%%

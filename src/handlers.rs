// handlers.rs
use axum::{
    extract::{rejection::FormRejection, Path, State},
    http::{header, StatusCode},
    response::{IntoResponse, Response},
    Form, Json,
};
use chrono::Utc;
use serde_json::json;
use tracing::{info, instrument};

use crate::error::{Error, Result};
use crate::models::{DetailView, IndexView, QuestionView, ResultsView, VoteForm};
use crate::poll::{self, VoteOutcome};
use crate::state::AppState;

/// Path ids are taken as text so a non-numeric segment is a 404 rather than
/// an extractor rejection.
fn parse_question_id(raw: &str) -> Result<i64> {
    let not_found = || Error::NotFound(format!("question {raw} does not exist"));
    if raw.is_empty() || !raw.bytes().all(|b| b.is_ascii_digit()) {
        return Err(not_found());
    }
    raw.parse().map_err(|_| not_found())
}

pub fn results_url(question_id: i64) -> String {
    format!("/{question_id}/results/")
}

/// The five most recently published questions that have choices.
#[instrument(skip(state))]
pub async fn index(State(state): State<AppState>) -> Result<Json<IndexView>> {
    let now = Utc::now();
    let questions = state.store.latest_published(now, poll::LATEST_LIMIT).await?;
    let message = questions
        .is_empty()
        .then(|| poll::EMPTY_INDEX_MESSAGE.to_string());

    Ok(Json(IndexView {
        latest_question_list: questions
            .iter()
            .map(|q| QuestionView::new(q, now))
            .collect(),
        message,
    }))
}

#[instrument(skip(state))]
pub async fn detail(
    State(state): State<AppState>,
    Path(question_id): Path<String>,
) -> Result<Json<DetailView>> {
    let now = Utc::now();
    let question_id = parse_question_id(&question_id)?;
    let (question, choices) = poll::visible_question(state.store.as_ref(), question_id, now).await?;
    Ok(Json(DetailView::new(&question, &choices, now)))
}

#[instrument(skip(state))]
pub async fn results(
    State(state): State<AppState>,
    Path(question_id): Path<String>,
) -> Result<Json<ResultsView>> {
    let now = Utc::now();
    let question_id = parse_question_id(&question_id)?;
    let (question, choices) = poll::visible_question(state.store.as_ref(), question_id, now).await?;
    Ok(Json(ResultsView::new(&question, &choices, now)))
}

/// Records a vote and redirects to the results page, so reloading the
/// response never submits the vote twice.
#[instrument(skip(state, form))]
pub async fn vote(
    State(state): State<AppState>,
    Path(question_id): Path<String>,
    form: std::result::Result<Form<VoteForm>, FormRejection>,
) -> Result<Response> {
    let now = Utc::now();
    let question_id = parse_question_id(&question_id)?;
    // A body that is not a form carries no selection.
    let form = form.map(|Form(form)| form).unwrap_or_default();

    let outcome =
        poll::cast_vote(state.store.as_ref(), question_id, form.choice.as_deref(), now).await?;

    match outcome {
        VoteOutcome::Recorded(choice) => {
            info!(question_id, choice_id = choice.id, votes = choice.votes, "vote recorded");
            Ok((
                StatusCode::FOUND,
                [(header::LOCATION, results_url(question_id))],
            )
                .into_response())
        }
        VoteOutcome::InvalidSelection { question, choices } => {
            let view = DetailView::new(&question, &choices, now).with_error(poll::NO_CHOICE_MESSAGE);
            Ok((StatusCode::OK, Json(view)).into_response())
        }
    }
}

pub async fn health() -> Json<serde_json::Value> {
    Json(json!({ "status": "ok" }))
}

%%

**YOUR ASSIGNMENT:** Retype the material in full, keeping each line exactly as it is.

**SOLUTION TO THE PROBLEM:**
filename src/handlers.rs
// handlers.rs
use axum::{
    extract::{rejection::FormRejection, Path, State},
    http::{header, StatusCode},
    response::{IntoResponse, Response},
    Form, Json,
};
use chrono::Utc;
use serde_json::json;
use tracing::{info, instrument};

use crate::error::{Error, Result};
use crate::models::{DetailView, IndexView, QuestionView, ResultsView, VoteForm};
use crate::poll::{self, VoteOutcome};
use crate::state::AppState;

/// Path ids are taken as text so a non-numeric segment is a 404 rather than
/// an extractor rejection.
fn parse_question_id(raw: &str) -> Result<i64> {
    let not_found = || Error::NotFound(format!("question {raw} does not exist"));
    if raw.is_empty() || !raw.bytes().all(|b| b.is_ascii_digit()) {
        return Err(not_found());
    }
    raw.parse().map_err(|_| not_found())
}

pub fn results_url(question_id: i64) -> String {
    format!("/{question_id}/results/")
}

/// The five most recently published questions that have choices.
#[instrument(skip(state))]
pub async fn index(State(state): State<AppState>) -> Result<Json<IndexView>> {
    let now = Utc::now();
    let questions = state.store.latest_published(now, poll::LATEST_LIMIT).await?;
    let message = questions
        .is_empty()
        .then(|| poll::EMPTY_INDEX_MESSAGE.to_string());

    Ok(Json(IndexView {
        latest_question_list: questions
            .iter()
            .map(|q| QuestionView::new(q, now))
            .collect(),
        message,
    }))
}

#[instrument(skip(state))]
pub async fn detail(
    State(state): State<AppState>,
    Path(question_id): Path<String>,
) -> Result<Json<DetailView>> {
    let now = Utc::now();
    let question_id = parse_question_id(&question_id)?;
    let (question, choices) = poll::visible_question(state.store.as_ref(), question_id, now).await?;
    Ok(Json(DetailView::new(&question, &choices, now)))
}

#[instrument(skip(state))]
pub async fn results(
    State(state): State<AppState>,
    Path(question_id): Path<String>,
) -> Result<Json<ResultsView>> {
    let now = Utc::now();
    let question_id = parse_question_id(&question_id)?;
    let (question, choices) = poll::visible_question(state.store.as_ref(), question_id, now).await?;
    Ok(Json(ResultsView::new(&question, &choices, now)))
}

/// Records a vote and redirects to the results page, so reloading the
/// response never submits the vote twice.
#[instrument(skip(state, form))]
pub async fn vote(
    State(state): State<AppState>,
    Path(question_id): Path<String>,
    form: std::result::Result<Form<VoteForm>, FormRejection>,
) -> Result<Response> {
    let now = Utc::now();
    let question_id = parse_question_id(&question_id)?;
    // A body that is not a form carries no selection.
    let form = form.map(|Form(form)| form).unwrap_or_default();

    let outcome =
        poll::cast_vote(state.store.as_ref(), question_id, form.choice.as_deref(), now).await?;

    match outcome {
        VoteOutcome::Recorded(choice) => {
            info!(question_id, choice_id = choice.id, votes = choice.votes, "vote recorded");
            Ok((
                StatusCode::FOUND,
                [(header::LOCATION, results_url(question_id))],
            )
                .into_response())
        }
        VoteOutcome::InvalidSelection { question, choices } => {
            let view = DetailView::new(&question, &choices, now).with_error(poll::NO_CHOICE_MESSAGE);
            Ok((StatusCode::OK, Json(view)).into_response())
        }
    }
}

pub async fn health() -> Json<serde_json::Value> {
    Json(json!({ "status": "ok" }))
}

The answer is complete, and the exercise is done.